-- Excerpted data follows --

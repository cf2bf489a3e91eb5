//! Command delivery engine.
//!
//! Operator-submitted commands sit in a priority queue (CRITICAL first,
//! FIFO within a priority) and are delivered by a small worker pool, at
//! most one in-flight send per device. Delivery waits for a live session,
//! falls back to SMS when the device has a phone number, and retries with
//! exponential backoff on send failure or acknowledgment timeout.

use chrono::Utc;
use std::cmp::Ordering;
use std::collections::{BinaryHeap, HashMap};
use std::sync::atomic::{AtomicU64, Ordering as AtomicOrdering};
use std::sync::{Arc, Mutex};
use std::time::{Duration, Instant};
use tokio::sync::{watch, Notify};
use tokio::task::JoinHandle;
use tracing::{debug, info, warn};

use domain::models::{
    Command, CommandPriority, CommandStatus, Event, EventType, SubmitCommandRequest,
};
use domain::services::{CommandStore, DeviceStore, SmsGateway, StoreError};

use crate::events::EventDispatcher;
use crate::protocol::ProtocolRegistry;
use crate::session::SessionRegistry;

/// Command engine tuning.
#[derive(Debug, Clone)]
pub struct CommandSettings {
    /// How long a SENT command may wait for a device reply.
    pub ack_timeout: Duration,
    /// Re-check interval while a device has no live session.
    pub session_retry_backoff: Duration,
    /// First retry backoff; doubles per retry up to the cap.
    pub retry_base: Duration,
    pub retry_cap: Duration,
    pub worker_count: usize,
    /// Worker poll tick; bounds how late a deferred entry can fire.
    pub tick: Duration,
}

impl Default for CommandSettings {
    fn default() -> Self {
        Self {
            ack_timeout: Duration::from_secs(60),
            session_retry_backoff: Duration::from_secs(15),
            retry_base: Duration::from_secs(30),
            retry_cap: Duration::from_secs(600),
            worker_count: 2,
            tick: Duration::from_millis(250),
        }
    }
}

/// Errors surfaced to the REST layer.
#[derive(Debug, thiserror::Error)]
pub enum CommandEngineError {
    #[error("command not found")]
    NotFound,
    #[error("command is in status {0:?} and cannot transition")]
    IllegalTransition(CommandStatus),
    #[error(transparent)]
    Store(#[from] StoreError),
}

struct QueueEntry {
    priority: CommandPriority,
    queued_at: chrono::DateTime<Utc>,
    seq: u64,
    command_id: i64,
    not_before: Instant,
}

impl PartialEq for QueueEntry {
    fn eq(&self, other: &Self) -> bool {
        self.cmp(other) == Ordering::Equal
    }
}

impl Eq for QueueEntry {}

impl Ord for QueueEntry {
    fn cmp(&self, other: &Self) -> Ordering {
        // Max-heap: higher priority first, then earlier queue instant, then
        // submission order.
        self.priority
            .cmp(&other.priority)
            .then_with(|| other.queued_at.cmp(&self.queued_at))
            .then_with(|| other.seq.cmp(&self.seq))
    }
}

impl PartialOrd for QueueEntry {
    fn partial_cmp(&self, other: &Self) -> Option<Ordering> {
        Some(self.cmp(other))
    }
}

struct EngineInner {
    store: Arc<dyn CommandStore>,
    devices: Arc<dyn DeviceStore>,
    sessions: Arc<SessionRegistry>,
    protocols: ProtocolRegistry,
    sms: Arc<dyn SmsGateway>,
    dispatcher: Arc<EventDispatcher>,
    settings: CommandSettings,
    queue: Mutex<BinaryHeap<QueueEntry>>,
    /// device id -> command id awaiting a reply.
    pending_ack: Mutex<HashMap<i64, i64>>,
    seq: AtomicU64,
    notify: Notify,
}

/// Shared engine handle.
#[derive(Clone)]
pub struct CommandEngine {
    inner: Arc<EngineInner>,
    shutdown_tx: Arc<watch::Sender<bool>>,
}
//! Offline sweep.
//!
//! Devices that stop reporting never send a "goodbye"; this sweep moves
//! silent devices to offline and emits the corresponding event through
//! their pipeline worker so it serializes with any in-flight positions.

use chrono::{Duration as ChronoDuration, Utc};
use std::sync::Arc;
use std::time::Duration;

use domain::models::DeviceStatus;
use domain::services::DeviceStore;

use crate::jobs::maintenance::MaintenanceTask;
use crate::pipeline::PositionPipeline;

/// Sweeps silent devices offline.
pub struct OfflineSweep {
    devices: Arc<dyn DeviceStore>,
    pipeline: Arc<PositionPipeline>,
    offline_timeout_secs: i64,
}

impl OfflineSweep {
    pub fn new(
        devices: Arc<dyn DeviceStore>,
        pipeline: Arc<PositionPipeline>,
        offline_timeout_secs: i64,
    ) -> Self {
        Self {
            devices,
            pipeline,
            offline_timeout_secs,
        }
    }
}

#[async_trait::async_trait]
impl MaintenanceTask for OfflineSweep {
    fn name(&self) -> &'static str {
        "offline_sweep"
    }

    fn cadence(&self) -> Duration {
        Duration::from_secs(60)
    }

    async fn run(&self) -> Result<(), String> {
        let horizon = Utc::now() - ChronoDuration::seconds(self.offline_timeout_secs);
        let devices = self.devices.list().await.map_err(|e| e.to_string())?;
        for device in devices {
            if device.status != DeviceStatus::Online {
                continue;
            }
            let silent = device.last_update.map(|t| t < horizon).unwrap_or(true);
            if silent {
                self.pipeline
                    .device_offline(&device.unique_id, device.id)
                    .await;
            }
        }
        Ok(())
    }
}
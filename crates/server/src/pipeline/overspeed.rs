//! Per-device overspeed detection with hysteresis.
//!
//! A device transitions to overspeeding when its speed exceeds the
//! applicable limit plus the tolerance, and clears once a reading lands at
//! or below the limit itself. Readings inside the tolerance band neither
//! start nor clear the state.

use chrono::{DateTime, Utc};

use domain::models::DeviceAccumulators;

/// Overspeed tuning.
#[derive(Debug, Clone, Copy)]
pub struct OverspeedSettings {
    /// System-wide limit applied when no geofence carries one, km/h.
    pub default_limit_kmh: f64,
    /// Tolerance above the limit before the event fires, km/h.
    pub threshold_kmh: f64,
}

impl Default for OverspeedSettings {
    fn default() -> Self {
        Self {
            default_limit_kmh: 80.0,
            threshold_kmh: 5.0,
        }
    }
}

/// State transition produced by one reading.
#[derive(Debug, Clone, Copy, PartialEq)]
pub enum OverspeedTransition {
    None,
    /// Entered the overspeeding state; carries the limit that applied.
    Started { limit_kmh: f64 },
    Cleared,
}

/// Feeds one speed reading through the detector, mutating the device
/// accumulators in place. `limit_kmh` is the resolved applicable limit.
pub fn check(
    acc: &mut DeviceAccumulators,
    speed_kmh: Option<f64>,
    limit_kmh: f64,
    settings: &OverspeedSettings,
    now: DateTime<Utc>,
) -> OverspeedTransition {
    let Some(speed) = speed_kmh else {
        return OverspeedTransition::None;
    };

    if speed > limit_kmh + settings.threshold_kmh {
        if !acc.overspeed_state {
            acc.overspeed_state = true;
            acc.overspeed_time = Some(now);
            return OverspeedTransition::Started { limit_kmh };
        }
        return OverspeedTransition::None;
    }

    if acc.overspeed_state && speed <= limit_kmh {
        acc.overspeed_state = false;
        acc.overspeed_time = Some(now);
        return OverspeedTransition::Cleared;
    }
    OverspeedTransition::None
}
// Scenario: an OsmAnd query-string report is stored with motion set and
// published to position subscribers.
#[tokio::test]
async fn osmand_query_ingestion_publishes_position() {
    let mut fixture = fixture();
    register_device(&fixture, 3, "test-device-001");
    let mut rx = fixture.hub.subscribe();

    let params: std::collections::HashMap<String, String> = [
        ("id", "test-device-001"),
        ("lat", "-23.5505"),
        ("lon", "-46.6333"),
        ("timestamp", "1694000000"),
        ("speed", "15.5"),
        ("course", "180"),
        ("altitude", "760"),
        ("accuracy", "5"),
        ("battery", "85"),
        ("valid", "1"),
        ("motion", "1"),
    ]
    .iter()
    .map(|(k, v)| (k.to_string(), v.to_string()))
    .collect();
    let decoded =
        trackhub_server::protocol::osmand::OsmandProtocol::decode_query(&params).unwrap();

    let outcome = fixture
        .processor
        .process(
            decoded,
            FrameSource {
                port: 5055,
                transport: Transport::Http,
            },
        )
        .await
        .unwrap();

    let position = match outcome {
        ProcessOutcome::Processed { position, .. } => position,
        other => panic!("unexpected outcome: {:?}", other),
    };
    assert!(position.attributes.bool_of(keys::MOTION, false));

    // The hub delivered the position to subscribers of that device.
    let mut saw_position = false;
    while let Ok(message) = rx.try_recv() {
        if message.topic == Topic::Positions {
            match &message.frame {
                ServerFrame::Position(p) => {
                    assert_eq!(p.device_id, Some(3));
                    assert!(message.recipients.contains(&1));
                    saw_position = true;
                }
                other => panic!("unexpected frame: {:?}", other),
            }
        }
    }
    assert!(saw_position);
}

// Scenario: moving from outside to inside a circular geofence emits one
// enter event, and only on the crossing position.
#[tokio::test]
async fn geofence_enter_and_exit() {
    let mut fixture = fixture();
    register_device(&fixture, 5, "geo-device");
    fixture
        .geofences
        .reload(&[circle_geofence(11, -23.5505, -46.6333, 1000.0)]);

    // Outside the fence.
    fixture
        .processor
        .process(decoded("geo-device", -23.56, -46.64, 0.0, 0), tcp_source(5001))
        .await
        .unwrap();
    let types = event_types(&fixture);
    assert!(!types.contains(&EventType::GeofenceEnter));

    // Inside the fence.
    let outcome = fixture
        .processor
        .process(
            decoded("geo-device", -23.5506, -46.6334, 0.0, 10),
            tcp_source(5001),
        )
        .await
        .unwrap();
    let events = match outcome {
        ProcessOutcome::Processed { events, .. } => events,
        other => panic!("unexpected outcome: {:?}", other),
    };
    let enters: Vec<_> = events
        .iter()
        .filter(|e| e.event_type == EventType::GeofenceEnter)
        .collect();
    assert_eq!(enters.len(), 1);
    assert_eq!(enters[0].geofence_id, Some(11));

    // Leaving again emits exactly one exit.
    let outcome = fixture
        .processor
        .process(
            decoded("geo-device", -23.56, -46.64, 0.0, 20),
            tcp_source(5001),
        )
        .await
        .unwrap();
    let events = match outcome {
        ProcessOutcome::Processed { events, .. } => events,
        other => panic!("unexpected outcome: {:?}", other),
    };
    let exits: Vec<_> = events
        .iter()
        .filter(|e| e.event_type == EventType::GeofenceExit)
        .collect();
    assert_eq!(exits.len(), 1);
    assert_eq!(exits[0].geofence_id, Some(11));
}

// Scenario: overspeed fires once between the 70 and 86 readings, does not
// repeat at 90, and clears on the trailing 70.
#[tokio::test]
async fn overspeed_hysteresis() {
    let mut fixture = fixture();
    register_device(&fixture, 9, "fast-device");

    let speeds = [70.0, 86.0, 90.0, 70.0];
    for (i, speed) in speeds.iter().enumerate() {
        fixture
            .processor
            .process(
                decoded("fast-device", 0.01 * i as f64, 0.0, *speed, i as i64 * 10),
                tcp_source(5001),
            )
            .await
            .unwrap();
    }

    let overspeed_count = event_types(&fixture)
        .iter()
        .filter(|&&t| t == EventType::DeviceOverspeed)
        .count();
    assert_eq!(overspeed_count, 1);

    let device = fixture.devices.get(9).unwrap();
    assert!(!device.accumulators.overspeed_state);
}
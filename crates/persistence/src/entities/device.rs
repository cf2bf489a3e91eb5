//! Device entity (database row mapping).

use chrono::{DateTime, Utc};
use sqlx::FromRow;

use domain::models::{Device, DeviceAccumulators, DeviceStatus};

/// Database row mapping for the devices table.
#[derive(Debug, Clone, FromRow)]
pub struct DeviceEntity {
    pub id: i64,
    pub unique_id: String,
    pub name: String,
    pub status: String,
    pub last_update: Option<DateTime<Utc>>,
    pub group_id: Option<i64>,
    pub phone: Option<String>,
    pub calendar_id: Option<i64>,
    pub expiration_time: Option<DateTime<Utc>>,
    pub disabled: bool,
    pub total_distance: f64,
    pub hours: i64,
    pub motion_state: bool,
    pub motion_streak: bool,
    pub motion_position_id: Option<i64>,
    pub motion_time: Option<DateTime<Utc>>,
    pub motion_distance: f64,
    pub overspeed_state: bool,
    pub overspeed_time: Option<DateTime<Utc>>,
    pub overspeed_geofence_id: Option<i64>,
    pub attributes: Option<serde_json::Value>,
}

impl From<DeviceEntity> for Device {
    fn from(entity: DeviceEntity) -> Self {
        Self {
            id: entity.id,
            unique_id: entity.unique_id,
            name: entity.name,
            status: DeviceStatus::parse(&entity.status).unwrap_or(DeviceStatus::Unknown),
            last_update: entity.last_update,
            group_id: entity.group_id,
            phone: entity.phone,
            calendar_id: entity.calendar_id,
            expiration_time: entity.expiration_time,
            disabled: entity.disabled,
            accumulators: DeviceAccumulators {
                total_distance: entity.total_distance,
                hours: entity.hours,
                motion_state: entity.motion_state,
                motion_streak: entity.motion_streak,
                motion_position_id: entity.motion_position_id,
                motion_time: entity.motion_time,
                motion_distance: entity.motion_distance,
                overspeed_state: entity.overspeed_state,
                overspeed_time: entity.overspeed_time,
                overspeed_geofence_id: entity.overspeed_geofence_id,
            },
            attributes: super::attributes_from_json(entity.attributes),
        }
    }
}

-- Excerpted data concluded --

* Task details
In the entries above, one line contains "use domain::models::DeviceAccumulators;" and another contains "#[derive(Debug, Clone, Copy, PartialEq)]". Reproduce exactly those two lines and the lines between them, nothing else.

* Result below
use domain::models::DeviceAccumulators;

/// Overspeed tuning.
#[derive(Debug, Clone, Copy)]
pub struct OverspeedSettings {
    /// System-wide limit applied when no geofence carries one, km/h.
    pub default_limit_kmh: f64,
    /// Tolerance above the limit before the event fires, km/h.
    pub threshold_kmh: f64,
}

impl Default for OverspeedSettings {
    fn default() -> Self {
        Self {
            default_limit_kmh: 80.0,
            threshold_kmh: 5.0,
        }
    }
}

/// State transition produced by one reading.
#[derive(Debug, Clone, Copy, PartialEq)]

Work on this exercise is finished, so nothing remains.